Queridos diocesanos:
La semana pasada cerraba mi Carta semanal trayendo a colación las palabras del Papa que descubría en la Liturgia el mejor remedio contra dos actitudes que son la ruina de la vida cristiana: el gnosticismo y el pelagianismo. Permitidme insistir brevemente sobre ello. Frente al subjetivismo que se pone de manifiesto en la primera de las actitudes citadas, la celebración litúrgica se revela como algo que “no pertenece al individuo sino a Cristo-Iglesia, a la totalidad de los fieles unidos a Cristo” (Desiderio desideravi, n. 24). La celebración litúrgica no pertenece ni al sacerdote ni a los fieles que toman parte en ella. Ellos celebran algo que no es suyo, algo de lo que no pueden disponer a su capricho, porque es la Iglesia quien celebra y en ella y por ella Cristo mismo.
Por otra parte, la celebración litúrgica nos deja bien claro que la salvación que nos alcanza en ella se nos da gratuitamente; no proviene del sacerdote que es simplemente un instrumento; los sacramentos actúan en virtud del sacramento mismo, de aquello que se realiza: basta con que quien los recibe no ponga obstáculo, que se encuentre debidamente dispuesto. No producen su efecto salvífico porque el celebrante posea particulares dotes, los haga más o menos atrayentes o sea más o menos creativo, sino, sencillamente, porque ejerce el sacerdocio de Cristo, porque gracias a la ordenación sacerdotal es, de manera misteriosísima pero real, el mismo Cristo: “La Liturgia es el sacerdocio de Cristo revelado y entregado a nosotros en su Pascua, presente y activo hoy a través de los signos sensibles” (ibídem, n. 21). O como dice el Papa un poco más adelante: “El encuentro con Dios no es fruto de una individual búsqueda interior, sino que es un acontecimiento regalado. Podemos encontrar a Dios por el hecho novedoso de la encarnación que, en la última Cena, llega al extremo de querer ser comido por nosotros”” (ibídem, n. 24). La salvación no es, pues, un logro humano, sino un don.
El encuentro salvador con Cristo que se produce en cada celebración litúrgica, es algo que no puede menos que despertar el asombro adorante y agradecido que hemos de tratar de vivir cada día, dejándonos sorprender por el misterio que celebramos, evitando ceder al acostumbramiento o a la rutina. La Liturgia vivida como encuentro con el Dios salvador “hace nueva nuestra vida” (ibídem, n. 20).

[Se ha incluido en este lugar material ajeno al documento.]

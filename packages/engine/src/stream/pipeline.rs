//! The lazy filter/map/sort/paginate builder (`Pipeline::collect`).
//!
//! Grounded in the source's `Stream[T]`/`Collect()`, re-architected so that
//! filters, maps, and the order comparator are distinct builder fields
//! instead of one untyped `ops []interface{}` slot distinguished by a
//! runtime type switch.

use std::cmp::Ordering;
use std::sync::Arc;

use crate::config::EngineConfig;
use crate::stream::provider::Provider;
use crate::stream::sort::parallel_quick_sort;

type FilterFn<T> = Box<dyn Fn(&T) -> bool + Send + Sync>;
type MapFn<T> = Box<dyn Fn(T) -> T + Send + Sync>;
type OrderFn<T> = Box<dyn Fn(&T, &T) -> Ordering + Send + Sync>;

/// A builder over any [`Provider<T>`]. Every combinator returns `self` to
/// support fluent chaining; nothing executes until [`Pipeline::collect`].
pub struct Pipeline<T> {
    provider: Arc<dyn Provider<T>>,
    filters: Vec<FilterFn<T>>,
    maps: Vec<MapFn<T>>,
    order: Option<OrderFn<T>>,
    limit: Option<usize>,
    offset: usize,
}

impl<T> Pipeline<T>
where
    T: Send + 'static,
{
    #[must_use]
    pub fn new(provider: Arc<dyn Provider<T>>) -> Self {
        Self {
            provider,
            filters: Vec::new(),
            maps: Vec::new(),
            order: None,
            limit: None,
            offset: 0,
        }
    }

    #[must_use]
    pub fn filter(mut self, pred: impl Fn(&T) -> bool + Send + Sync + 'static) -> Self {
        self.filters.push(Box::new(pred));
        self
    }

    #[must_use]
    pub fn map(mut self, f: impl Fn(T) -> T + Send + Sync + 'static) -> Self {
        self.maps.push(Box::new(f));
        self
    }

    #[must_use]
    pub fn order(mut self, cmp: impl Fn(&T, &T) -> Ordering + Send + Sync + 'static) -> Self {
        self.order = Some(Box::new(cmp));
        self
    }

    #[must_use]
    pub fn limit(mut self, n: u64) -> Self {
        self.limit = Some(n as usize);
        self
    }

    #[must_use]
    pub fn offset(mut self, n: u64) -> Self {
        self.offset = n as usize;
        self
    }

    /// Executes the pipeline: source stage (provider range + filters) feeds a
    /// bounded channel; a worker pool drains it applying the map chain onto a
    /// second bounded channel; the caller drains that into a `Vec`; finally,
    /// if an order comparator was registered, the materialized sequence is
    /// sorted in place via parallel quicksort.
    ///
    /// `Limit`/`Offset` were already pushed to the provider in the source
    /// stage and are not reapplied after sorting -- a row's position in the
    /// final, sorted order is not what bounded the candidate set.
    #[must_use]
    pub fn collect(self, config: &EngineConfig) -> Vec<T> {
        let Pipeline {
            provider,
            filters,
            maps,
            order,
            limit,
            offset,
        } = self;

        let capacity = config.stream_channel_capacity.max(1);
        let (filtered_tx, filtered_rx) = crossbeam_channel::bounded::<T>(capacity);
        let filters = Arc::new(filters);

        let source_filters = filters.clone();
        let source_handle = std::thread::spawn(move || {
            provider.range(
                &mut |item: T| {
                    if source_filters.iter().all(|f| f(&item)) {
                        filtered_tx.send(item).is_ok()
                    } else {
                        true
                    }
                },
                offset,
                limit,
            );
        });

        let worker_count = if config.map_worker_pool_size == 0 {
            std::thread::available_parallelism().map(std::num::NonZeroUsize::get).unwrap_or(1)
        } else {
            config.map_worker_pool_size
        };

        let (mapped_tx, mapped_rx) = crossbeam_channel::bounded::<T>(capacity);
        let maps = Arc::new(maps);
        let mut worker_handles = Vec::with_capacity(worker_count);
        for _ in 0..worker_count {
            let rx = filtered_rx.clone();
            let tx = mapped_tx.clone();
            let maps = maps.clone();
            worker_handles.push(std::thread::spawn(move || {
                while let Ok(item) = rx.recv() {
                    let mapped = maps.iter().fold(item, |acc, f| f(acc));
                    if tx.send(mapped).is_err() {
                        break;
                    }
                }
            }));
        }
        // Drop our own sender so the channel closes once every worker (which
        // holds a clone) finishes draining the filter stage.
        drop(mapped_tx);
        drop(filtered_rx);

        let mut result: Vec<T> = mapped_rx.into_iter().collect();

        let _ = source_handle.join();
        for handle in worker_handles {
            let _ = handle.join();
        }

        if let Some(cmp) = order {
            parallel_quick_sort(&mut result, &*cmp, config.parallel_sort_threshold);
        }

        result
    }
}

#[cfg(test)]
mod tests {
    use super::*;
    use crate::stream::provider::SliceProvider;

    fn pipeline_over(data: Vec<i32>) -> Pipeline<i32> {
        Pipeline::new(Arc::new(SliceProvider::new(data)))
    }

    #[test]
    fn filter_runs_before_map() {
        let config = EngineConfig::default();
        let mut result = pipeline_over((0..10).collect())
            .filter(|v| v % 2 == 0)
            .map(|v| v * 10)
            .collect(&config);
        result.sort_unstable();
        assert_eq!(result, vec![0, 20, 40, 60, 80]);
    }

    #[test]
    fn order_sorts_after_materialization() {
        let config = EngineConfig::default();
        let result = pipeline_over(vec![5, 3, 1, 4, 2])
            .order(|a, b| a.cmp(b))
            .collect(&config);
        assert_eq!(result, vec![1, 2, 3, 4, 5]);
    }

    #[test]
    fn without_order_map_stage_may_reorder_but_preserves_set() {
        let config = EngineConfig::default();
        let mut result = pipeline_over((0..50).collect()).map(|v| v + 1).collect(&config);
        result.sort_unstable();
        assert_eq!(result, (1..=50).collect::<Vec<i32>>());
    }

    #[test]
    fn limit_and_offset_are_pushed_to_the_provider() {
        let config = EngineConfig::default();
        let result = pipeline_over((0..10).collect()).offset(2).limit(3).collect(&config);
        assert_eq!(result, vec![2, 3, 4]);
    }

    #[test]
    fn limit_after_sort_is_not_reapplied() {
        // Limit bounds the candidate set pulled from the source, not the
        // final sorted output -- so limiting to 3 items from an unsorted
        // source and then sorting returns those same 3 items, sorted.
        let config = EngineConfig::default();
        let result = pipeline_over(vec![9, 8, 7, 1, 2, 3])
            .limit(3)
            .order(|a, b| a.cmp(b))
            .collect(&config);
        assert_eq!(result, vec![7, 8, 9]);
    }

    #[test]
    fn empty_provider_yields_empty_result() {
        let config = EngineConfig::default();
        let result: Vec<i32> = pipeline_over(vec![]).collect(&config);
        assert!(result.is_empty());
    }
}
//! A concurrent, TTL-augmented associative container.
//!
//! Grounded in the source's `sync.Map`-backed `TTLMap[K, V]`: every entry
//! carries its own expiry, reads lazily evict an expired hit, and the
//! background reclaimer (`[crate::reclaimer]`) eagerly sweeps every
//! registered instance on a fixed cadence. Here the inner store is a
//! [`dashmap::DashMap`], which gives the same "readers never block writers
//! of unrelated keys" guarantee via internal sharding.

use std::hash::Hash;
use std::sync::Arc;
use std::time::{Duration, Instant};

use dashmap::DashMap;

use super::registry::{self, Sweepable};

/// When an entry becomes unreachable, or never does.
#[derive(Debug, Clone, Copy, PartialEq, Eq)]
pub enum Expiry {
    Never,
    At(Instant),
}

impl Expiry {
    fn from_ttl(ttl: Option<Duration>) -> Self {
        match ttl {
            Some(ttl) => Expiry::At(Instant::now() + ttl),
            None => Expiry::Never,
        }
    }

    fn is_expired_at(self, now: Instant) -> bool {
        matches!(self, Expiry::At(at) if now >= at)
    }
}

struct Entry<V> {
    value: V,
    expiry: Expiry,
}

/// A thread-safe `K -> V` mapping where every entry carries an independent
/// expiry. `K`/`V` are held behind a `DashMap`, so concurrent access to
/// different keys never contends on the same shard lock.
pub struct TtlMap<K, V> {
    inner: DashMap<K, Entry<V>>,
}

impl<K, V> TtlMap<K, V>
where
    K: Eq + Hash + Clone + Send + Sync + 'static,
    V: Clone + Send + Sync + 'static,
{
    /// Creates a new, empty map and registers it with the global reclaimer.
    #[must_use]
    pub fn new() -> Arc<Self> {
        let map = Arc::new(Self { inner: DashMap::new() });
        registry::register(map.clone() as Arc<dyn Sweepable>);
        map
    }

    /// Stores `(key, value)` with the given TTL. `None` means "never expires";
    /// `Some(Duration::ZERO)` means "already expired", matching the source's
    /// "ttl of zero is immediately invisible" rule (the entry is physically
    /// present until the next access or sweep, but `get` will not surface it).
    pub fn set(&self, key: K, value: V, ttl: Option<Duration>) {
        self.inner.insert(
            key,
            Entry {
                value,
                expiry: Expiry::from_ttl(ttl),
            },
        );
    }

    /// Returns the value for `key` if present and not expired. An expired hit
    /// is lazily removed before returning `None`.
    pub fn get(&self, key: &K) -> Option<V> {
        let now = Instant::now();
        if let Some(entry) = self.inner.get(key) {
            if !entry.expiry.is_expired_at(now) {
                return Some(entry.value.clone());
            }
        } else {
            return None;
        }
        self.inner.remove(key);
        None
    }

    /// Removes the entry for `key` if present. Idempotent.
    pub fn delete(&self, key: &K) {
        self.inner.remove(key);
    }

    /// Count of currently-stored entries; may include expired-but-not-yet-swept
    /// entries.
    #[must_use]
    pub fn len(&self) -> usize {
        self.inner.len()
    }

    #[must_use]
    pub fn is_empty(&self) -> bool {
        self.inner.is_empty()
    }

    /// Deterministic-order traversal (insertion-adjacent shard order) of live
    /// values, skipping `offset` and yielding at most `limit`. The consumer
    /// returns `true` to continue, `false` to stop early.
    ///
    /// Collects the live key set first, then re-checks each entry's liveness
    /// at yield time, so concurrent expiry between the two passes is
    /// tolerated rather than raced.
    pub fn range(&self, mut consumer: impl FnMut(&V) -> bool, offset: usize, limit: Option<usize>) {
        let now = Instant::now();
        let keys: Vec<K> = self
            .inner
            .iter()
            .filter(|entry| !entry.expiry.is_expired_at(now))
            .map(|entry| entry.key().clone())
            .collect();

        let mut yielded = 0usize;
        for (i, key) in keys.into_iter().enumerate() {
            if i < offset {
                continue;
            }
            if let Some(limit) = limit {
                if yielded >= limit {
                    break;
                }
            }
            let Some(entry) = self.inner.get(&key) else { continue };
            if entry.expiry.is_expired_at(Instant::now()) {
                continue;
            }
            let value = entry.value.clone();
            drop(entry);
            yielded += 1;
            if !consumer(&value) {
                break;
            }
        }
    }

    /// Like `range` but yields `(k, v)` pairs with no pagination. Expired
    /// entries encountered along the way are lazily deleted.
    pub fn items(&self, mut consumer: impl FnMut(&K, &V) -> bool) {
        let now = Instant::now();
        let mut expired_keys = Vec::new();
        for entry in self.inner.iter() {
            if entry.expiry.is_expired_at(now) {
                expired_keys.push(entry.key().clone());
                continue;
            }
            if !consumer(entry.key(), &entry.value) {
                break;
            }
        }
        for key in expired_keys {
            self.inner.remove(&key);
        }
    }

    /// Removes every entry whose value satisfies `pred`.
    pub fn delete_all(&self, mut pred: impl FnMut(&V) -> bool) {
        self.inner.retain(|_, entry| !pred(&entry.value));
    }
}

impl<K, V> Sweepable for TtlMap<K, V>
where
    K: Eq + Hash + Clone + Send + Sync + 'static,
    V: Clone + Send + Sync + 'static,
{
    fn sweep_expired(&self, now: Instant) -> usize {
        let before = self.inner.len();
        self.inner.retain(|_, entry| !entry.expiry.is_expired_at(now));
        before - self.inner.len()
    }
}

#[cfg(test)]
mod tests {
    use std::thread;

    use super::*;

    #[test]
    fn set_then_get_round_trips() {
        let map = TtlMap::<String, i32>::new();
        map.set("a".to_string(), 1, None);
        assert_eq!(map.get(&"a".to_string()), Some(1));
    }

    #[test]
    fn zero_ttl_is_immediately_invisible() {
        let map = TtlMap::<String, i32>::new();
        map.set("a".to_string(), 1, Some(Duration::ZERO));
        thread::sleep(Duration::from_millis(5));
        assert_eq!(map.get(&"a".to_string()), None);
    }

    #[test]
    fn get_after_ttl_elapses_returns_none() {
        let map = TtlMap::<String, i32>::new();
        map.set("a".to_string(), 1, Some(Duration::from_millis(10)));
        assert_eq!(map.get(&"a".to_string()), Some(1));
        thread::sleep(Duration::from_millis(30));
        assert_eq!(map.get(&"a".to_string()), None);
    }

    #[test]
    fn delete_is_idempotent() {
        let map = TtlMap::<String, i32>::new();
        map.set("a".to_string(), 1, None);
        map.delete(&"a".to_string());
        map.delete(&"a".to_string());
        assert_eq!(map.get(&"a".to_string()), None);
    }

    #[test]
    fn overwrite_replaces_prior_entry() {
        let map = TtlMap::<String, i32>::new();
        map.set("a".to_string(), 1, None);
        map.set("a".to_string(), 2, None);
        assert_eq!(map.get(&"a".to_string()), Some(2));
        assert_eq!(map.len(), 1);
    }

    #[test]
    fn range_respects_offset_and_limit() {
        let map = TtlMap::<i32, i32>::new();
        for i in 0..10 {
            map.set(i, i, None);
        }
        let mut seen = Vec::new();
        map.range(
            |v| {
                seen.push(*v);
                true
            },
            2,
            Some(3),
        );
        assert_eq!(seen.len(), 3);
    }

    #[test]
    fn range_consumer_can_stop_early() {
        let map = TtlMap::<i32, i32>::new();
        for i in 0..10 {
            map.set(i, i, None);
        }
        let mut seen = 0;
        map.range(
            |_| {
                seen += 1;
                seen < 3
            },
            0,
            None,
        );
        assert_eq!(seen, 3);
    }

    #[test]
    fn items_skips_expired_entries() {
        let map = TtlMap::<String, i32>::new();
        map.set("live".to_string(), 1, None);
        map.set("dead".to_string(), 2, Some(Duration::ZERO));
        thread::sleep(Duration::from_millis(5));
        let mut seen = Vec::new();
        map.items(|k, v| {
            seen.push((k.clone(), *v));
            true
        });
        assert_eq!(seen, vec![("live".to_string(), 1)]);
    }

    #[test]
    fn delete_all_removes_matching_values() {
        let map = TtlMap::<i32, i32>::new();
        for i in 0..5 {
            map.set(i, i, None);
        }
        map.delete_all(|v| *v % 2 == 0);
        assert_eq!(map.len(), 2);
    }

    #[test]
    fn sweep_expired_removes_only_expired_entries() {
        let map = TtlMap::<i32, i32>::new();
        map.set(1, 1, None);
        map.set(2, 2, Some(Duration::ZERO));
        thread::sleep(Duration::from_millis(5));
        let removed = map.sweep_expired(Instant::now());
        assert_eq!(removed, 1);
        assert_eq!(map.len(), 1);
    }

    #[test]
    fn concurrent_sets_on_distinct_keys_all_land() {
        let map = TtlMap::<i32, i32>::new();
        thread::scope(|scope| {
            for i in 0..100 {
                let map = &map;
                scope.spawn(move || map.set(i, i, None));
            }
        });
        assert_eq!(map.len(), 100);
    }
}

Mantener viva la conciencia de la verdad y de la belleza, o, en su caso, redescubrirla, significa penetrar en el corazón de los “misterios” cristianos, del encuentro fascinante y seductor con Cristo, y tiene poco que ver con la actitud “esteticista” –siempre superficial, a la postre-, ante la celebración más o menos “bella” de los ritos y formas exteriores. El Papa no quiere en modo alguno que el rechazo –por limitada y pobre- de esta actitud esteticista, se confunda con el descuido de los diversos aspectos de la celebración que tiene que ver con el tiempo, el lugar, las posturas, los gestos y palabras, con los objetos litúrgicos, las vestiduras, los cantos, la música, etc. (cfr. ibídem, n. 23), ni tampoco con el modo libertario y anárquico de celebrar los ritos sagrados. Francisco no quiere avalar la actitud “que confunde lo sencillo con una dejadez banal, lo esencial con la superficialidad ignorante, lo concreto de la acción ritual con un funcionalismo práctico exagerado” (ibidem, n. 22). Ni una ni otra actitud respeta la verdad de la celebración litúrgica que es acogida de la acción salvífica de Dios. Se ha escrito con razón que, si convertimos la Liturgia en “una obra humana, corremos el peligro de hacer de Dios un ídolo humano”. Una obra humana que, por perfecta que sea, no despertaría en nosotros el asombro de quien percibe que, en los gestos simbólicos, en los misterios cristianos, en los sacramentos, ser realiza la obra divina de nuestra redención. Esta es la verdadera grandeza, verdad y belleza, de la Liturgia.